The tool uses Jellyfish k-mer counting tool for counting k-mers in the NGS data and compares frequencies of k-mers and their complements, creating both statistics and visual analysis of the results of strand bias.
On Debian and Ubuntu with apt
:
sudo apt update
sudo apt install jellyfish
On MacOS with brew
:
brew install jellyfish
On Arch, it is available from AUR.
On Windows, the best option is to use WSL. For other OS or installation from source code, see here
Installation from pip
pip install sbat
To install from source code, download the code and run following in the root of the source tree:
python3 -m pip install --upgrade build
python3 -m build
pip install -e .
In order to perform analysis on one or multiple files, use command sbat
followed by your files. By default, k-mers for k in
range 5 to 10 are analysed. The figures and statistics of the tool are saved into sbat_out
directory, which will be created if does not exist already.
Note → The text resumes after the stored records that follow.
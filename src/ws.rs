//! Shared WebSocket plumbing.
//!
//! Thin wrapper around `tokio-tungstenite` providing type-isolated
//! reader/writer halves that speak [`Frame`]s. Both the client transport
//! and the server loop go through this module rather than using
//! `tokio-tungstenite` directly.
//!
//! Rust guideline compliant 2026-02

use futures_util::stream::{SplitSink, SplitStream};
use futures_util::{SinkExt, StreamExt};
use tokio::io::{AsyncRead, AsyncWrite};
use tokio_tungstenite::tungstenite;
use tokio_tungstenite::WebSocketStream;

use crate::error::TransportError;
use crate::transport::frame::Frame;

/// Client-side stream type (plain TCP or TLS).
pub type ClientStream = tokio_tungstenite::MaybeTlsStream<tokio::net::TcpStream>;

/// Received WebSocket message.
#[derive(Debug)]
pub enum WsMessage {
    /// A decoded protocol frame.
    Frame(Frame),
    /// A text frame that is not valid protocol JSON.
    Invalid(String),
    /// Ping frame with payload.
    Ping(Vec<u8>),
    /// Close frame (or end of stream).
    Close,
}

/// Write half of a WebSocket connection.
#[derive(Debug)]
pub struct WsWriter<S> {
    sink: SplitSink<WebSocketStream<S>, tungstenite::Message>,
}

impl<S> WsWriter<S>
where
    S: AsyncRead + AsyncWrite + Unpin,
{
    /// Send a protocol frame as a text message.
    pub async fn send_frame(&mut self, frame: &Frame) -> Result<(), TransportError> {
        let text = frame.encode()?;
        self.sink
            .send(tungstenite::Message::Text(text))
            .await
            .map_err(|e| TransportError::ConnectFailed(format!("WebSocket send failed: {e}")))
    }

    /// Send a pong frame in response to a ping.
    pub async fn send_pong(&mut self, data: Vec<u8>) -> Result<(), TransportError> {
        self.sink
            .send(tungstenite::Message::Pong(data))
            .await
            .map_err(|e| TransportError::ConnectFailed(format!("WebSocket send_pong failed: {e}")))
    }

    /// Flush pending writes and close the sink.
    pub async fn close(&mut self) {
        if let Err(e) = self.sink.close().await {
            log::debug!("[ws] Close failed: {}", e);
        }
    }
}

/// Read half of a WebSocket connection.
#[derive(Debug)]
pub struct WsReader<S> {
    stream: SplitStream<WebSocketStream<S>>,
}

impl<S> WsReader<S>
where
    S: AsyncRead + AsyncWrite + Unpin,
{
    /// Receive the next message. End of stream is reported as [`WsMessage::Close`].
    ///
    /// Binary, pong and raw frames are skipped.
    pub async fn recv(&mut self) -> Result<WsMessage, TransportError> {
        loop {
            match self.stream.next().await {
                Some(Ok(tungstenite::Message::Text(text))) => {
                    return Ok(match Frame::decode(&text) {
                        Ok(frame) => WsMessage::Frame(frame),
                        Err(_) => WsMessage::Invalid(text.to_string()),
                    });
                }
                Some(Ok(tungstenite::Message::Ping(data))) => {
                    return Ok(WsMessage::Ping(data.to_vec()));
                }
                Some(Ok(tungstenite::Message::Close(_))) | None => return Ok(WsMessage::Close),
                Some(Ok(_)) => continue,
                Some(Err(e)) => {
                    return Err(TransportError::ConnectFailed(format!(
                        "WebSocket read error: {e}"
                    )));
                }
            }
        }
    }
}

/// Split an established stream into frame-speaking halves.
pub fn split<S>(stream: WebSocketStream<S>) -> (WsWriter<S>, WsReader<S>)
where
    S: AsyncRead + AsyncWrite + Unpin,
{
    let (sink, stream) = stream.split();
    (WsWriter { sink }, WsReader { stream })
}

/// Connect to a WebSocket URL with extra headers.
///
/// Builds an HTTP request from `url`, inserts each `(name, value)` header,
/// then performs the WebSocket handshake.
pub async fn connect(
    url: &str,
    headers: &[(String, String)],
) -> Result<(WsWriter<ClientStream>, WsReader<ClientStream>), TransportError> {
    use tungstenite::client::IntoClientRequest;

    let mut request = url
        .into_client_request()
        .map_err(|e| TransportError::ConnectFailed(format!("invalid WebSocket URL {url}: {e}")))?;

    for (name, value) in headers {
        let header_name = tungstenite::http::HeaderName::from_bytes(name.as_bytes())
            .map_err(|e| TransportError::ConnectFailed(format!("invalid header name {name}: {e}")))?;
        let header_value = tungstenite::http::HeaderValue::from_str(value).map_err(|e| {
            TransportError::ConnectFailed(format!("invalid header value for {name}: {e}"))
        })?;
        request.headers_mut().insert(header_name, header_value);
    }

    let (ws_stream, _response) = tokio_tungstenite::connect_async(request)
        .await
        .map_err(|e| TransportError::ConnectFailed(format!("WebSocket connect failed: {e}")))?;

    Ok(split(ws_stream))
}

/// Convert an HTTP(S) URL to WS(S) scheme.
///
/// Passes `ws://` and `wss://` through unchanged.
#[must_use]
pub fn http_to_ws_scheme(url: &str) -> String {
    if url.starts_with("wss://") || url.starts_with("ws://") {
        url.to_string()
    } else {
        url.replacen("https://", "wss://", 1)
            .replacen("http://", "ws://", 1)
    }
}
By default all the partial results of the SBAT (Jellyfish-generated files, statistics for each size of k) are deleted at the end of the run. To prevent that,
use argument -c
sbat my_file.fasta my_file2.fasta my_file3.fastq
Following command additionally specifies output directory with -o
and keeps partial results of computations
using parameter -c
. To speed up SBAT run time, use parameter -t T
with specified number of threads
you wish to pass to the application. To specify size of k-mers for which you want to run analyses, use parameter -m START END
.
If one argument is passed to it, SBAT runs only for this size of k. If two arguments are passed, application analyses
k-mers in range [START, END]
sbat my_file.fasta my_file2.fasta my_file3.fastq -o output_dir -c -t 10 -m 5 8
If you want to analyse Nanopore dataset, add -n
in order to run more specific, time-based analysis. As part of this
analysis, dataset is divided into one-hour long bins. Each of them is then analysed on its own. The time duration of
one bin can be set by -i H
parameter followed by number of hours. If you wish to subsample your data, you can use
parameters -r N
or -b N
to take only first N reads or bases of each bin.
sbat my_nanopore.fastq -o output_dir -b 500M -i 4 -n
To see all possible options, run:
sbat -h
From version 0.0.9, -p
parameter enables creation of interactive plots as well as .jpg results. After analysis
finishes, SBAT creates Bokeh server on http://localhost:5006/